Time to Ban BPA?
While the feds struggle with their own assessment of the chemical, several states enact bans.
Bisphenol-a, or BPA, can be found in most food and beverage containers. Mainly used in the production of plastics, such as water bottles, sunglasses and computer cases, the chemical has been blamed for accelerating puberty; increasing the risk of cancer, heart disease and diabetes in adults; and harmfully affecting brain development and behavior in fetuses and young children. Still, the U.S. Food and Drug Administration (FDA) says BPA levels in American products are safe. Several states, however, disagree.
Since 2009, a handful of states have passed laws banning BPA in consumer products. Minnesota and Connecticut became the first states to pass legislation banning the chemical. Minnesota’s law prohibits BPA in spill-proof cups and baby bottles, while Connecticut’s law includes a ban on its use in cans, jars and reusable food and beverage containers. In 2010, Maryland, Massachusetts, New York and Wisconsin banned BPA from young children’s products. Also in 2010, Vermont and Washington state passed similar but more aggressive legislation that bans BPA in sports bottles, and reusable food and beverage containers.
Although the FDA acknowledges that some recent studies demonstrate a correlation between BPA exposure and health complications in young children, the agency also cites uncertainties with some research methods. While the FDA is in the process of reviewing additional BPA-related studies, federal officials have yet to declare any bans on the chemical’s use in consumer products, and currently recommend that families not worry about the chemical’s presence in products.

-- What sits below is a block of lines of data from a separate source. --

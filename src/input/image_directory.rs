// 该文件是 Shanan （山南西风） 项目的一部分。
// src/input/image_directory.rs - 图像目录输入
//
// 本文件根据 Apache 许可证第 2.0 版（以下简称“许可证”）授权使用；
// 除非遵守该许可证条款，否则您不得使用本文件。
// 您可通过以下网址获取许可证副本：
// http://www.apache.org/licenses/LICENSE-2.0
// 除非适用法律要求或书面同意，根据本许可协议分发的软件均按“原样”提供，
// 不附带任何形式的明示或暗示的保证或条件。
// 有关许可权限与限制的具体条款，请参阅本许可协议。
//
// Copyright (C) 2026 Johann Li <me@qinka.pro>, Wareless Group

use std::path::PathBuf;

use thiserror::Error;
use tracing::{error, info, warn};
use url::Url;

use super::read_image_file::load_frame;
use crate::{FromUrl, FromUrlWithScheme, frame::Frame};

const IMAGE_EXTENSIONS: [&str; 4] = ["jpg", "jpeg", "png", "bmp"];

#[derive(Error, Debug)]
pub enum ImageDirectoryInputError {
  #[error("URI 方案不匹配")]
  SchemeMismatch,
  #[error("I/O 错误: {0}")]
  IoError(#[from] std::io::Error),
}

/// 目录中的全部图像，按文件名排序：`folder:///data/images`
pub struct ImageDirectoryInput {
  files: Vec<PathBuf>,
}

impl FromUrlWithScheme for ImageDirectoryInput {
  const SCHEME: &'static str = "folder";
}

impl FromUrl for ImageDirectoryInput {
  type Error = ImageDirectoryInputError;

  fn from_url(url: &Url) -> Result<Self, Self::Error> {
    if url.scheme() != Self::SCHEME {
      error!(
        "URI 方案不匹配: 期望 '{}', 实际 '{}'",
        Self::SCHEME,
        url.scheme()
      );
      return Err(ImageDirectoryInputError::SchemeMismatch);
    }

    let directory = PathBuf::from(crate::url_file_path(url));
    let mut files = Vec::new();
    for entry in std::fs::read_dir(&directory)? {
      let path = entry?.path();
      let is_image = path
        .extension()
        .and_then(|ext| ext.to_str())
        .is_some_and(|ext| IMAGE_EXTENSIONS.contains(&ext.to_ascii_lowercase().as_str()));
      if path.is_file() && is_image {
        files.push(path);
      }
    }
    files.sort();
    info!("目录 {} 中找到 {} 张图像", directory.display(), files.len());

    Ok(ImageDirectoryInput { files })
  }
}

impl ImageDirectoryInput {
  pub fn len(&self) -> usize {
    self.files.len()
  }

  pub fn is_empty(&self) -> bool {
    self.files.is_empty()
  }

  pub fn into_frames(self, width: u32, height: u32) -> ImageDirectoryFrames {
    ImageDirectoryFrames {
      files: self.files.into_iter(),
      index: 0,
      width,
      height,
    }
  }
}

/// 逐个解码目录中的图像，解码失败的文件记录后跳过
pub struct ImageDirectoryFrames {
  files: std::vec::IntoIter<PathBuf>,
  index: u64,
  width: u32,
  height: u32,
}

impl Iterator for ImageDirectoryFrames {
  type Item = Frame;

  fn next(&mut self) -> Option<Self::Item> {
    for path in self.files.by_ref() {
      match load_frame(&path, self.index, self.width, self.height) {
        Ok(frame) => {
          self.index += 1;
          return Some(frame);
        }
        Err(err) => warn!("读取图像 {} 失败: {}", path.display(), err),
      }
    }
    None
  }
}

#[cfg(test)]
mod tests {
  use super::*;

  #[test]
  fn yields_sorted_images_and_skips_broken_ones() {
    let dir = tempfile::tempdir().unwrap();
    image::RgbImage::from_pixel(3, 3, image::Rgb([0, 0, 255]))
      .save(dir.path().join("b.png"))
      .unwrap();
    image::RgbImage::from_pixel(5, 5, image::Rgb([0, 255, 0]))
      .save(dir.path().join("a.png"))
      .unwrap();
    std::fs::write(dir.path().join("c.jpg"), b"not an image").unwrap();
    std::fs::write(dir.path().join("labels.txt"), b"cat\n").unwrap();

    let url = Url::parse(&format!("folder://{}", dir.path().display())).unwrap();
    let input = ImageDirectoryInput::from_url(&url).unwrap();
    assert_eq!(input.len(), 3);

    let frames: Vec<Frame> = input.into_frames(2, 2).collect();
    assert_eq!(frames.len(), 2);
    assert!(frames[0].source.ends_with("a.png"));
    assert!(frames[1].source.ends_with("b.png"));
    assert_eq!(frames[1].index, 1);
    assert_eq!(frames[0].image.as_packed(), &[0xFF00_FF00; 4]);
  }

  #[test]
  fn missing_directory_is_io_error() {
    let url = Url::parse("folder:///nonexistent/images").unwrap();
    assert!(matches!(
      ImageDirectoryInput::from_url(&url),
      Err(ImageDirectoryInputError::IoError(_))
    ));
  }
}
// 该文件是 Shanan （山南西风） 项目的一部分。
// src/bin/benchmark_repeatshot.rs - 重复推理耗时统计
//
// 本文件根据 Apache 许可证第 2.0 版（以下简称“许可证”）授权使用；
// 除非遵守该许可证条款，否则您不得使用本文件。
// 您可通过以下网址获取许可证副本：
// http://www.apache.org/licenses/LICENSE-2.0
// 除非适用法律要求或书面同意，根据本许可协议分发的软件均按“原样”提供，
// 不附带任何形式的明示或暗示的保证或条件。
// 有关许可权限与限制的具体条款，请参阅本许可协议。
//
// Copyright (C) 2026 Johann Li <me@qinka.pro>, Wareless Group

use anyhow::{Context, Result};
use clap::Parser;
use url::Url;

use npu_classify::{
  FromUrl,
  input::InputWrapper,
  model::ReplayModel,
  output::OutputWrapper,
  pipeline::ClassifyPipeline,
  task::{RepeatShotTask, Task},
};
use tracing::info;

#[derive(Parser, Debug)]
#[command(author, version, about, long_about = None)]
pub struct Args {
  /// 模型地址
  #[arg(long, value_name = "MODEL")]
  pub model: Url,
  /// 输入来源
  #[arg(long, value_name = "SOURCE")]
  pub input: Url,
  /// 输出方式
  #[arg(long, value_name = "OUTPUT", default_value = "log:")]
  pub output: Url,
  /// 重复次数
  #[arg(long, default_value = "1000", value_name = "COUNT")]
  pub repeat: usize,
  /// 不计入平均值的预热次数
  #[arg(long, default_value = "2", value_name = "COUNT")]
  pub warm_up: usize,
}

fn main() -> Result<()> {
  tracing_subscriber::fmt::init();

  let args = Args::parse();

  info!("模型地址: {}", args.model);
  info!("输入来源: {}", args.input);
  info!("输出方式: {}", args.output);

  let pipeline = ClassifyPipeline::<ReplayModel>::from_url(&args.model).context("模型加载失败")?;
  let (width, height) = (pipeline.spec().input_width, pipeline.spec().input_height);
  let input = InputWrapper::from_url(&args.input).context("输入打开失败")?;
  let output = OutputWrapper::from_url(&args.output)?;

  RepeatShotTask::default()
    .with_repeat(args.repeat)
    .with_warm_up(args.warm_up)
    .run_task(input.into_frames(width, height), pipeline, output)?;

  Ok(())
}
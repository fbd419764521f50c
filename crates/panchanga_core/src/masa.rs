//! Lunar month (masa) resolution.
//!
//! An amanta month runs new moon to new moon and takes its name from
//! the Sun's sidereal rashi at the opening new moon: the month whose
//! closing new moon falls with the Sun in Mesha is Chaitra, so the
//! name index is `(rashi + 1) % 12`. When the Sun stays in one rashi
//! across both bracketing new moons the month is intercalary (adhika)
//! and carries the name of the month that follows.
//!
//! A purnimanta month runs full moon to full moon and borrows the name
//! of the amanta month that begins at the new moon it contains, so the
//! two schemes agree over the bright fortnight.

use panchanga_ephem::{AyanamshaSystem, sidereal_sun_moon};
use panchanga_time::utc_to_tt_jd;
use serde::{Deserialize, Serialize};

use crate::error::CoreError;
use crate::phases::{next_full_moon, next_new_moon, prev_full_moon, prev_new_moon};
use crate::rashi::{Rashi, rashi_from_longitude};

/// The twelve lunar months in order, Chaitra first.
pub const ALL_MASAS: [Masa; 12] = [
    Masa::Chaitra,
    Masa::Vaishakha,
    Masa::Jyeshtha,
    Masa::Ashadha,
    Masa::Shravana,
    Masa::Bhadrapada,
    Masa::Ashvina,
    Masa::Kartika,
    Masa::Margashirsha,
    Masa::Pausha,
    Masa::Magha,
    Masa::Phalguna,
];

/// Lunar month of the Hindu calendar.
#[derive(Debug, Clone, Copy, PartialEq, Eq, Hash, Serialize, Deserialize)]
pub enum Masa {
    Chaitra,
    Vaishakha,
    Jyeshtha,
    Ashadha,
    Shravana,
    Bhadrapada,
    Ashvina,
    Kartika,
    Margashirsha,
    Pausha,
    Magha,
    Phalguna,
}

impl Masa {
    /// Name of the month.
    pub const fn name(self) -> &'static str {
        match self {
            Masa::Chaitra => "Chaitra",
            Masa::Vaishakha => "Vaishakha",
            Masa::Jyeshtha => "Jyeshtha",
            Masa::Ashadha => "Ashadha",
            Masa::Shravana => "Shravana",
            Masa::Bhadrapada => "Bhadrapada",
            Masa::Ashvina => "Ashvina",
            Masa::Kartika => "Kartika",
            Masa::Margashirsha => "Margashirsha",
            Masa::Pausha => "Pausha",
            Masa::Magha => "Magha",
            Masa::Phalguna => "Phalguna",
        }
    }

    /// Zero-based index, Chaitra = 0.
    pub const fn index(self) -> u8 {
        self as u8
    }

    /// All twelve months in order.
    pub const fn all() -> &'static [Masa; 12] {
        &ALL_MASAS
    }
}

/// A resolved lunar month with its bounding phase instants.
#[derive(Debug, Clone, Copy, PartialEq, Serialize, Deserialize)]
pub struct MasaInfo {
    /// Month name.
    pub masa: Masa,
    /// True for an intercalary month.
    pub adhika: bool,
    /// Opening phase instant, UTC Julian Day.
    pub start_jd: f64,
    /// Closing phase instant, UTC Julian Day.
    pub end_jd: f64,
}

fn sun_rashi_at(jd_utc: f64, system: AyanamshaSystem) -> Result<Rashi, CoreError> {
    let (sidereal_sun, _) = sidereal_sun_moon(utc_to_tt_jd(jd_utc), system)?;
    Ok(rashi_from_longitude(sidereal_sun))
}

/// Amanta month in force at `jd_utc`.
pub fn amanta_masa_at(jd_utc: f64, system: AyanamshaSystem) -> Result<MasaInfo, CoreError> {
    let start_jd = prev_new_moon(jd_utc)?;
    let end_jd = next_new_moon(jd_utc)?;
    let rashi_at_start = sun_rashi_at(start_jd, system)?;
    let rashi_at_end = sun_rashi_at(end_jd, system)?;
    let masa = ALL_MASAS[(rashi_at_start.index() as usize + 1) % 12];
    Ok(MasaInfo {
        masa,
        adhika: rashi_at_start == rashi_at_end,
        start_jd,
        end_jd,
    })
}

/// Purnimanta month in force at `jd_utc`.
pub fn purnimanta_masa_at(jd_utc: f64, system: AyanamshaSystem) -> Result<MasaInfo, CoreError> {
    let start_jd = prev_full_moon(jd_utc)?;
    let end_jd = next_full_moon(jd_utc)?;
    // The single new moon inside the fortnight pair names the month.
    let governing_nm = next_new_moon(start_jd)?;
    let governing = amanta_masa_at(governing_nm + 1.0, system)?;
    Ok(MasaInfo {
        masa: governing.masa,
        adhika: governing.adhika,
        start_jd,
        end_jd,
    })
}
//! Sunrise and sunset solver.
//!
//! Standard hour-angle method: estimate the local transit from sidereal
//! time, step to `transit -/+ H0`, then refine by recomputing the Sun's
//! position at each trial instant until the correction falls below a
//! tenth of a second. Converges in two or three rounds outside polar
//! latitudes.

use std::f64::consts::{PI, TAU};

use panchanga_ephem::sun_equatorial;
use panchanga_time::{CivilDate, gmst_deg, local_sidereal_deg, utc_to_tt_jd};
use serde::{Deserialize, Serialize};

use crate::error::CoreError;
use crate::location::Location;
use crate::riseset_types::{RiseSetConfig, RiseSetEvent, RiseSetResult};

/// Refinement iteration cap.
const MAX_ITERATIONS: usize = 5;

/// Convergence threshold in days (~0.086 s).
const CONVERGENCE_DAYS: f64 = 1.0e-6;

/// Hour angle advance rate, radians per UT day.
const SIDEREAL_RATE: f64 = TAU * 1.002_737_811_911_354_6;

/// Approximate local solar noon from a 0h UT Julian Day and a longitude.
///
/// `JD_noon = JD_0h + 0.5 - longitude_deg / 360`
pub fn approximate_local_noon_jd(jd_ut_midnight: f64, longitude_deg: f64) -> f64 {
    jd_ut_midnight + 0.5 - longitude_deg / 360.0
}

/// Sun hour angle at `jd_utc` in radians, normalized to [-pi, pi].
fn hour_angle_rad(jd_utc: f64, longitude_deg: f64, ra_deg: f64) -> f64 {
    let lst = local_sidereal_deg(gmst_deg(jd_utc), longitude_deg);
    let ha = (lst - ra_deg).rem_euclid(360.0);
    let ha = if ha > 180.0 { ha - 360.0 } else { ha };
    ha.to_radians()
}

/// Compute one sunrise or sunset near `jd_utc_noon`.
///
/// `jd_utc_noon` anchors the solar day: the solver homes in on the
/// transit closest to it and walks to the requested horizon crossing,
/// so the caller picks the day by picking the noon. Polar conditions
/// are reported as [`RiseSetResult::NeverRises`] / [`RiseSetResult::NeverSets`]
/// rather than an error.
pub fn compute_rise_set(
    location: &Location,
    event: RiseSetEvent,
    jd_utc_noon: f64,
    config: &RiseSetConfig,
) -> Result<RiseSetResult, CoreError> {
    let phi = location.latitude_rad();
    // Target altitude of the Sun's center; depression is fixed per
    // location, so it does not change across iterations.
    let h0_rad = (-config.horizon_depression_deg(location.altitude_m)).to_radians();

    let sun = sun_equatorial(utc_to_tt_jd(jd_utc_noon))?;
    let dec = sun.dec_deg.to_radians();

    let cos_h0 = (h0_rad.sin() - phi.sin() * dec.sin()) / (phi.cos() * dec.cos());
    if cos_h0 > 1.0 {
        return Ok(RiseSetResult::NeverRises);
    }
    if cos_h0 < -1.0 {
        return Ok(RiseSetResult::NeverSets);
    }
    let semi_arc = cos_h0.acos();

    // Transit is where the hour angle vanishes.
    let ha_noon = hour_angle_rad(jd_utc_noon, location.longitude_deg, sun.ra_deg);
    let jd_utc_transit = jd_utc_noon - ha_noon / SIDEREAL_RATE;

    let mut jd_utc_event = if event.is_rising() {
        jd_utc_transit - semi_arc / SIDEREAL_RATE
    } else {
        jd_utc_transit + semi_arc / SIDEREAL_RATE
    };

    for _ in 0..MAX_ITERATIONS {
        let sun_i = sun_equatorial(utc_to_tt_jd(jd_utc_event))?;
        let dec_i = sun_i.dec_deg.to_radians();

        let cos_h = (h0_rad.sin() - phi.sin() * dec_i.sin()) / (phi.cos() * dec_i.cos());
        if cos_h > 1.0 {
            return Ok(RiseSetResult::NeverRises);
        }
        if cos_h < -1.0 {
            return Ok(RiseSetResult::NeverSets);
        }
        let h_target = if event.is_rising() {
            -cos_h.acos()
        } else {
            cos_h.acos()
        };

        let ha_actual = hour_angle_rad(jd_utc_event, location.longitude_deg, sun_i.ra_deg);
        let mut dha = h_target - ha_actual;
        if dha > PI {
            dha -= TAU;
        } else if dha < -PI {
            dha += TAU;
        }

        let correction = dha / SIDEREAL_RATE;
        jd_utc_event += correction;
        if correction.abs() < CONVERGENCE_DAYS {
            break;
        }
    }

    Ok(RiseSetResult::Event {
        jd_utc: jd_utc_event,
        event,
    })
}

/// Sunrise and sunset of one civil day.
#[derive(Debug, Clone, Copy, PartialEq, Serialize, Deserialize)]
pub struct SunTimes {
    pub sunrise: RiseSetResult,
    pub sunset: RiseSetResult,
}

/// Sunrise and sunset for a civil date at a location.
///
/// The solar day is anchored at the civil noon of `date` in the
/// location's UTC offset, so the returned events are the ones a wall
/// clock at that location attributes to `date`.
pub fn sun_times(
    location: &Location,
    date: CivilDate,
    config: &RiseSetConfig,
) -> Result<SunTimes, CoreError> {
    let jd_utc_noon = date.jd_midnight() + 0.5 - location.utc_offset_hours / 24.0;
    let sunrise = compute_rise_set(location, RiseSetEvent::Sunrise, jd_utc_noon, config)?;
    let sunset = compute_rise_set(location, RiseSetEvent::Sunset, jd_utc_noon, config)?;
    Ok(SunTimes { sunrise, sunset })
}

/// Sunrise instant for a civil date, failing on polar days.
///
/// Callers that can handle the polar cases should match on
/// [`sun_times`] instead.
pub fn sunrise_jd(
    location: &Location,
    date: CivilDate,
    config: &RiseSetConfig,
) -> Result<f64, CoreError> {
    match sun_times(location, date, config)?.sunrise {
        RiseSetResult::Event { jd_utc, .. } => Ok(jd_utc),
        RiseSetResult::NeverRises => Err(CoreError::NoSunrise {
            date,
            midnight_sun: false,
        }),
        RiseSetResult::NeverSets => Err(CoreError::NoSunrise {
            date,
            midnight_sun: true,
        }),
    }
}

Even before this wave of state BPA bans, some governments had already taken steps to remove the chemical from products. In 2008, Canada became the first country to ban BPA in baby bottles. Chicago followed suit in 2009 by banning the sale of baby bottles and spill-proof cups produced with traces of BPA.
However, not all states have been successful in passing such laws. Last year, bills to ban BPA failed to gain Senate approval in California and Oregon. Ivy Sager-Rosenthal, campaign director at the Washington Toxics Coalition, blames the chemical industry. "The chemical industry is really good at questioning the science around BPA," she says. "And they’re really good at using their industry experts to confuse the issue." Some arguments against such bans also question the availability of alternative, BPA-free products. According to Sager-Rosenthal, certain states have answered by initiating programs to identify or develop safer alternatives.
More states are expected to ban the chemical from consumer products this year, but advocates hope to see action taken at the federal level instead. "Eventually Congress is going to have to act and find a national solution," says Sager-Rosenthal. "Not just for BPA and baby bottles, but for all chemicals in products."